Current and former members of the U.S. military were issued new bank account numbers and credit cards after attackers accessed a database containing bank account information at the Pentagon’s credit union.

An infected laptop was used to access the systems at the Pentagon’s credit union, exposing the financial records of the members of the United States military, according to a Kaspersky Lab report.

The Pentagon Federal Credit Union notified the New Hampshire Attorney General of the breach, and said names, addresses, social security numbers, bank and credit card information of its members were compromised, said Paul Roberts, editor of Kaspersky Lab’s ThreatPost.com site. New Hampshire law requires that all companies report all breaches that involve its residents. Massachusetts has a similar law.

At this point, the full extent of the breach is not known, but so far 514 New Hampshire residents have been affected. It’s hard to determine the magnitude, based on just one state. As Roberts pointed out, a data breach of the tour company Twin America affected around 300 New Hampshire residents but 100,000 people nationally.

The credit union discovered on Dec. 12 that someone had hacked a laptop on its network. Along with the personal information, the malware allowed attackers to see information relating to former members, joint account holders and beneficiaries. That vulnerability has been closed and steps have been taken to prevent a similar breach, according to Roberts.

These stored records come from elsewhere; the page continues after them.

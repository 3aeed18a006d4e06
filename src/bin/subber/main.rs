mod config;
mod convert;
mod display;
mod file_ops;
mod logger;
mod runner;

use std::path::PathBuf;

use clap::{CommandFactory, Parser};
use clap_complete::Shell;

use crate::runner::Subber;

#[derive(Parser)]
#[command(author, version, name = env!("CARGO_BIN_NAME"), about = "Match video files with subtitle files by name")]
pub(crate) struct SubberArgs {
    /// Optional input directory
    #[arg(value_hint = clap::ValueHint::DirPath)]
    path: Option<PathBuf>,

    /// Minimum similarity for a close match (0-1)
    #[arg(short, long, name = "MIN")]
    similarity: Option<f64>,

    /// Similarity boost for filenames with the same date (0-1)
    #[arg(short, long, name = "BOOST")]
    boost: Option<f64>,

    /// Print plain lines instead of tables
    #[arg(short, long)]
    no_table: bool,

    /// Show absolute paths
    #[arg(short, long)]
    absolute: bool,

    /// Also write the results to a file
    #[arg(short, long, name = "FILE", value_hint = clap::ValueHint::FilePath)]
    output: Option<PathBuf>,

    /// Rename close matched subtitles to the video name
    #[arg(short, long)]
    rename: bool,

    /// Move unmatched videos to a folder under the input directory
    #[arg(short, long, name = "FOLDER")]
    move_unmatched: Option<String>,

    /// Extract audio from unmatched videos to mp3
    #[arg(short, long)]
    convert: bool,

    /// Answer yes to all prompts
    #[arg(short, long)]
    yes: bool,

    /// Only print changes without modifying files
    #[arg(short, long)]
    print: bool,

    /// Overwrite existing files
    #[arg(short, long)]
    force: bool,

    /// Generate shell completion
    #[arg(short = 'l', long, name = "SHELL")]
    completion: Option<Shell>,

    /// Print verbose output
    #[arg(short, long)]
    verbose: bool,
}

fn main() -> anyhow::Result<()> {
    let args = SubberArgs::parse();
    if let Some(ref shell) = args.completion {
        subber::generate_shell_completion(*shell, SubberArgs::command(), true, env!("CARGO_BIN_NAME"))
    } else {
        Subber::new(args)?.run()
    }
}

“We have no indication that your information has been misused,” Roderick Mitchell, PenFed’s executive vice president of operations, wrote in a letter mailed to customers. No PINs or passwords were accessed, Mitchell wrote. Even so, PenFed has already re-issued all credit and debit cards to members whose account information was affected.

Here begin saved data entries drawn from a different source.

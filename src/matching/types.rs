use std::collections::HashSet;
use std::fmt;
use std::path::{Path, PathBuf};

use crate::matching::MatchError;

/// Video file extensions, lowercase without the leading dot.
pub const VIDEO_EXTENSIONS: [&str; 3] = ["mkv", "mov", "mp4"];

/// Subtitle file extensions, lowercase without the leading dot.
pub const SUBTITLE_EXTENSIONS: [&str; 1] = ["srt"];

/// Default minimum similarity for a close match.
pub const DEFAULT_MIN_SIMILARITY: f64 = 0.3;

/// Default similarity boost for filenames carrying the same date.
pub const DEFAULT_DATE_BOOST: f64 = 0.3;

/// Lowercase words of a filename stem.
pub type WordSet = HashSet<String>;

/// Media file classification.
#[derive(Debug, Clone, Copy, PartialEq, Eq, Hash, PartialOrd, Ord)]
pub enum MediaKind {
    Video,
    Subtitle,
}

impl MediaKind {
    /// Classify a path by its extension, ignoring case.
    #[must_use]
    pub fn from_path(path: &Path) -> Option<Self> {
        let extension = crate::path_to_file_extension_string(path);
        if VIDEO_EXTENSIONS.contains(&extension.as_str()) {
            Some(Self::Video)
        } else if SUBTITLE_EXTENSIONS.contains(&extension.as_str()) {
            Some(Self::Subtitle)
        } else {
            None
        }
    }
}

impl fmt::Display for MediaKind {
    fn fmt(&self, f: &mut fmt::Formatter<'_>) -> fmt::Result {
        match self {
            Self::Video => write!(f, "video"),
            Self::Subtitle => write!(f, "subtitle"),
        }
    }
}

/// A video or subtitle file found in the library.
#[derive(Debug, Clone, PartialEq, Eq, Hash, PartialOrd, Ord)]
pub struct FileCandidate {
    path: PathBuf,
    kind: MediaKind,
}

impl FileCandidate {
    #[must_use]
    pub const fn new(path: PathBuf, kind: MediaKind) -> Self {
        Self { path, kind }
    }

    #[must_use]
    pub fn video(path: impl Into<PathBuf>) -> Self {
        Self::new(path.into(), MediaKind::Video)
    }

    #[must_use]
    pub fn subtitle(path: impl Into<PathBuf>) -> Self {
        Self::new(path.into(), MediaKind::Subtitle)
    }

    /// Create a candidate if the path has a known video or subtitle extension.
    #[must_use]
    pub fn from_path(path: PathBuf) -> Option<Self> {
        MediaKind::from_path(&path).map(|kind| Self::new(path, kind))
    }

    #[must_use]
    pub fn path(&self) -> &Path {
        &self.path
    }

    #[must_use]
    pub const fn kind(&self) -> MediaKind {
        self.kind
    }

    /// File name including extension.
    #[must_use]
    pub fn file_name(&self) -> String {
        crate::path_to_filename_string(&self.path)
    }

    /// File stem with composed unicode characters.
    ///
    /// # Errors
    /// Returns `InvalidPath` if the path has no file name.
    pub fn stem(&self) -> Result<String, MatchError> {
        crate::normalized_file_stem(&self.path)
            .ok_or_else(|| MatchError::invalid_path(&self.path, "cannot determine file name"))
    }

    /// Lowercase file stem used for exact matching.
    ///
    /// # Errors
    /// Returns `InvalidPath` if the path has no file name.
    pub fn lowercase_stem(&self) -> Result<String, MatchError> {
        self.stem().map(|stem| stem.to_lowercase())
    }
}

impl AsRef<Path> for FileCandidate {
    fn as_ref(&self) -> &Path {
        &self.path
    }
}

impl fmt::Display for FileCandidate {
    fn fmt(&self, f: &mut fmt::Formatter<'_>) -> fmt::Result {
        write!(f, "{}", self.path.display())
    }
}

/// Video and subtitle with identical stems.
#[derive(Debug, Clone, PartialEq, Eq)]
pub struct ExactMatch {
    pub video: FileCandidate,
    pub subtitle: FileCandidate,
}

/// Video and subtitle paired by word similarity.
#[derive(Debug, Clone, PartialEq)]
pub struct CloseMatch {
    pub video: FileCandidate,
    pub subtitle: FileCandidate,
    /// Similarity in range 0..=1, including the date boost.
    pub similarity: f64,
}

/// Outcome of matching.
///
/// Every input video is in exactly one of `exact`, `close` or `unmatched_videos`,
/// and every input subtitle in exactly one of `exact`, `close` or `unmatched_subtitles`.
#[derive(Debug, Clone, Default, PartialEq)]
pub struct MatchResult {
    pub exact: Vec<ExactMatch>,
    pub close: Vec<CloseMatch>,
    pub unmatched_videos: Vec<FileCandidate>,
    pub unmatched_subtitles: Vec<FileCandidate>,
}

impl MatchResult {
    /// Number of videos across all buckets.
    #[must_use]
    pub fn video_count(&self) -> usize {
        self.exact.len() + self.close.len() + self.unmatched_videos.len()
    }

    /// Number of subtitles across all buckets.
    #[must_use]
    pub fn subtitle_count(&self) -> usize {
        self.exact.len() + self.close.len() + self.unmatched_subtitles.len()
    }

    /// Close matches as (video, subtitle) path pairs.
    #[must_use]
    pub fn close_pairs(&self) -> Vec<(PathBuf, PathBuf)> {
        self.close
            .iter()
            .map(|m| (m.video.path().to_path_buf(), m.subtitle.path().to_path_buf()))
            .collect()
    }

    /// Paths of unmatched videos.
    #[must_use]
    pub fn unmatched_video_paths(&self) -> Vec<PathBuf> {
        self.unmatched_videos.iter().map(|v| v.path().to_path_buf()).collect()
    }
}

impl fmt::Display for MatchResult {
    fn fmt(&self, f: &mut fmt::Formatter<'_>) -> fmt::Result {
        write!(
            f,
            "{} exact, {} close, {} unmatched videos, {} unmatched subtitles",
            self.exact.len(),
            self.close.len(),
            self.unmatched_videos.len(),
            self.unmatched_subtitles.len()
        )
    }
}

/// Tunable matching values.
#[derive(Debug, Clone, Copy, PartialEq)]
pub struct MatchOptions {
    /// Minimum similarity for a close match, in range 0..=1.
    pub min_similarity: f64,
    /// Added to the similarity when both filenames contain the same date.
    pub date_boost: f64,
}

impl Default for MatchOptions {
    fn default() -> Self {
        Self {
            min_similarity: DEFAULT_MIN_SIMILARITY,
            date_boost: DEFAULT_DATE_BOOST,
        }
    }
}

impl MatchOptions {
    #[must_use]
    pub const fn new(min_similarity: f64, date_boost: f64) -> Self {
        Self {
            min_similarity,
            date_boost,
        }
    }

    /// Check that both values are within 0..=1.
    ///
    /// # Errors
    /// Returns `InvalidArgument` for an out of range or NaN value.
    pub fn validate(&self) -> Result<(), MatchError> {
        if !(0.0..=1.0).contains(&self.min_similarity) {
            return Err(MatchError::InvalidArgument(format!(
                "min_similarity must be between 0 and 1, got {}",
                self.min_similarity
            )));
        }
        if !(0.0..=1.0).contains(&self.date_boost) {
            return Err(MatchError::InvalidArgument(format!(
                "date_boost must be between 0 and 1, got {}",
                self.date_boost
            )));
        }
        Ok(())
    }
}

#[cfg(test)]
mod tests {
    use super::*;

    #[test]
    fn classifies_by_extension_case_insensitively() {
        assert_eq!(MediaKind::from_path(Path::new("a.MKV")), Some(MediaKind::Video));
        assert_eq!(MediaKind::from_path(Path::new("a.mov")), Some(MediaKind::Video));
        assert_eq!(MediaKind::from_path(Path::new("dir/a.Mp4")), Some(MediaKind::Video));
        assert_eq!(MediaKind::from_path(Path::new("a.SRT")), Some(MediaKind::Subtitle));
        assert_eq!(MediaKind::from_path(Path::new("a.ass")), None);
        assert_eq!(MediaKind::from_path(Path::new("a.avi")), None);
        assert_eq!(MediaKind::from_path(Path::new("mp4")), None);
    }

    #[test]
    fn candidate_stem() {
        let candidate = FileCandidate::video("library/Show.S01E01.mp4");
        assert_eq!(candidate.stem().expect("stem"), "Show.S01E01");
        assert_eq!(candidate.lowercase_stem().expect("stem"), "show.s01e01");
        assert_eq!(candidate.file_name(), "Show.S01E01.mp4");
    }

    #[test]
    fn candidate_without_file_name_is_invalid() {
        let candidate = FileCandidate::video("");
        assert!(matches!(candidate.stem(), Err(MatchError::InvalidPath { .. })));

        let candidate = FileCandidate::subtitle("..");
        assert!(matches!(candidate.stem(), Err(MatchError::InvalidPath { .. })));
    }

    #[test]
    fn from_path_skips_unknown_extensions() {
        assert!(FileCandidate::from_path(PathBuf::from("notes.txt")).is_none());
        let candidate = FileCandidate::from_path(PathBuf::from("movie.srt")).expect("subtitle");
        assert_eq!(candidate.kind(), MediaKind::Subtitle);
    }

    #[test]
    fn default_options() {
        let options = MatchOptions::default();
        crate::assert_f64_eq(options.min_similarity, 0.3);
        crate::assert_f64_eq(options.date_boost, 0.3);
        assert!(options.validate().is_ok());
    }

    #[test]
    fn options_out_of_range() {
        assert!(MatchOptions::new(1.5, 0.3).validate().is_err());
        assert!(MatchOptions::new(-0.1, 0.3).validate().is_err());
        assert!(MatchOptions::new(f64::NAN, 0.3).validate().is_err());
        assert!(MatchOptions::new(0.3, 2.0).validate().is_err());
        assert!(MatchOptions::new(0.0, 0.0).validate().is_ok());
        assert!(MatchOptions::new(1.0, 1.0).validate().is_ok());
    }
}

The Identity Theft Resource Center reported that data breaches in general rose 33 percent in 2010 from the previous year. A separate report from the Department of Defense found that identity theft targeting government employees and classified networks may be on the rise because it was a “low cost high gain” method to obtain sensitive or classified technology and information. Targeted “phishing e-mail messages” were among the cyber-tools being used, the report said.

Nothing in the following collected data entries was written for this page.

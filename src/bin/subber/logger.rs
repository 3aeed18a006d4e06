use std::fs;
use std::fs::{File, OpenOptions};
use std::io::{BufWriter, Write};
use std::path::{Path, PathBuf};

use anyhow::{Context, Result};
use chrono::Local;

use subber::matching::{MatchError, MatchObserver, MatchResult};

use crate::config::Config;
use crate::file_ops::OperationResult;

/// Simple file logger for a matching run with buffered writes
pub struct FileLogger {
    writer: BufWriter<File>,
    path: PathBuf,
}

impl FileLogger {
    /// Create a new file logger, writing to ~/logs/subber/subber_<timestamp>.log
    pub(crate) fn new() -> Result<Self> {
        let log_dir = subber::config::log_dir().context("Failed to get home directory")?;
        Self::in_dir(&log_dir)
    }

    /// Create a new file logger in the given directory.
    pub(crate) fn in_dir(log_dir: &Path) -> Result<Self> {
        if !log_dir.exists() {
            fs::create_dir_all(log_dir).context("Failed to create log directory")?;
        }

        let log_path = log_dir.join(format!("subber_{}.log", Local::now().format("%Y-%m-%d_%H-%M-%S")));

        let file = OpenOptions::new()
            .create(true)
            .append(true)
            .open(&log_path)
            .with_context(|| format!("Failed to create log file: {}", log_path.display()))?;

        Ok(Self {
            writer: BufWriter::new(file),
            path: log_path,
        })
    }

    pub(crate) fn path(&self) -> &Path {
        &self.path
    }

    fn timestamp() -> String {
        Local::now().format("%Y-%m-%d %H:%M:%S").to_string()
    }

    /// Log when starting the program
    pub(crate) fn log_init(&mut self, root: &Path, config: &Config) {
        let _ = writeln!(self.writer, "[{}] INIT \"{}\"", Self::timestamp(), root.display());
        let _ = writeln!(self.writer, "  min_similarity: {}", config.options.min_similarity);
        let _ = writeln!(self.writer, "  date_boost: {}", config.options.date_boost);
        let _ = writeln!(self.writer, "  rename: {}", config.rename);
        if let Some(folder) = &config.move_unmatched {
            let _ = writeln!(self.writer, "  move_unmatched: {folder}");
        }
        let _ = writeln!(self.writer, "  convert: {}", config.convert);
        let _ = writeln!(self.writer, "  overwrite: {}", config.overwrite);
        let _ = writeln!(self.writer, "  dryrun: {}", config.dryrun);
        let _ = self.writer.flush();
    }

    /// Log the number of files found
    pub(crate) fn log_collected(&mut self, videos: usize, subtitles: usize) {
        let _ = writeln!(
            self.writer,
            "[{}] FOUND   {videos} video files and {subtitles} subtitle files",
            Self::timestamp()
        );
        let _ = self.writer.flush();
    }

    /// Log the outcome of a rename, move or convert operation
    pub(crate) fn log_operation(&mut self, operation: &str, result: &OperationResult) {
        let status = match result {
            OperationResult::Done { .. } => "DONE   ",
            OperationResult::DryRun { .. } => "DRYRUN ",
            OperationResult::Skipped { .. } => "SKIP   ",
            OperationResult::Failed { .. } => "ERROR  ",
        };
        let _ = writeln!(
            self.writer,
            "[{}] {status} {} {result}",
            Self::timestamp(),
            operation.to_uppercase(),
        );
        let _ = self.writer.flush();
    }

    /// Log an operation step that could not run
    pub(crate) fn log_error(&mut self, operation: &str, error: &anyhow::Error) {
        let _ = writeln!(
            self.writer,
            "[{}] ERROR   {} {error:#}",
            Self::timestamp(),
            operation.to_uppercase(),
        );
        let _ = self.writer.flush();
    }

    /// Log final match counts
    pub(crate) fn log_summary(&mut self, result: &MatchResult) {
        let _ = writeln!(self.writer, "[{}] SUMMARY {result}", Self::timestamp());
        let _ = writeln!(self.writer, "[{}] END", Self::timestamp());
        let _ = self.writer.flush();
    }
}

impl MatchObserver for FileLogger {
    fn exact_match(&mut self, video: &Path, subtitle: &Path) {
        let _ = writeln!(
            self.writer,
            "[{}] EXACT   \"{}\" -> \"{}\"",
            Self::timestamp(),
            video.display(),
            subtitle.display()
        );
    }

    fn close_match(&mut self, video: &Path, subtitle: &Path, similarity: f64) {
        let _ = writeln!(
            self.writer,
            "[{}] CLOSE   \"{}\" -> \"{}\" | Similarity: {similarity:.2}",
            Self::timestamp(),
            video.display(),
            subtitle.display()
        );
    }

    fn unmatched_video(&mut self, video: &Path, best_similarity: Option<f64>) {
        let best = best_similarity.map_or_else(String::new, |s| format!(" | Best similarity: {s:.2}"));
        let _ = writeln!(
            self.writer,
            "[{}] NOMATCH \"{}\"{best}",
            Self::timestamp(),
            video.display()
        );
    }

    fn skipped(&mut self, path: &Path, error: &MatchError) {
        let _ = writeln!(
            self.writer,
            "[{}] ERROR   \"{}\" | {error}",
            Self::timestamp(),
            path.display()
        );
    }
}

impl Drop for FileLogger {
    fn drop(&mut self) {
        let _ = self.writer.flush();
    }
}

PenFed serves members in the Air Force, Army, Coast Guard, Department of Homeland Security, Department of Defense, and the Veterans of Foreign Wars. With about $15 billion in assets and nearly a million members, PenFed is not just for savings, as it offers mortgages and loans and issues its own credit cards.

This isn’t the first time PenFed has been targeted. The credit union posted an alert on its Website notifying users that a person who was calling members to say their mortgages were being sold and requesting personal information was fraudulently masquerading as a PenFed underwriter.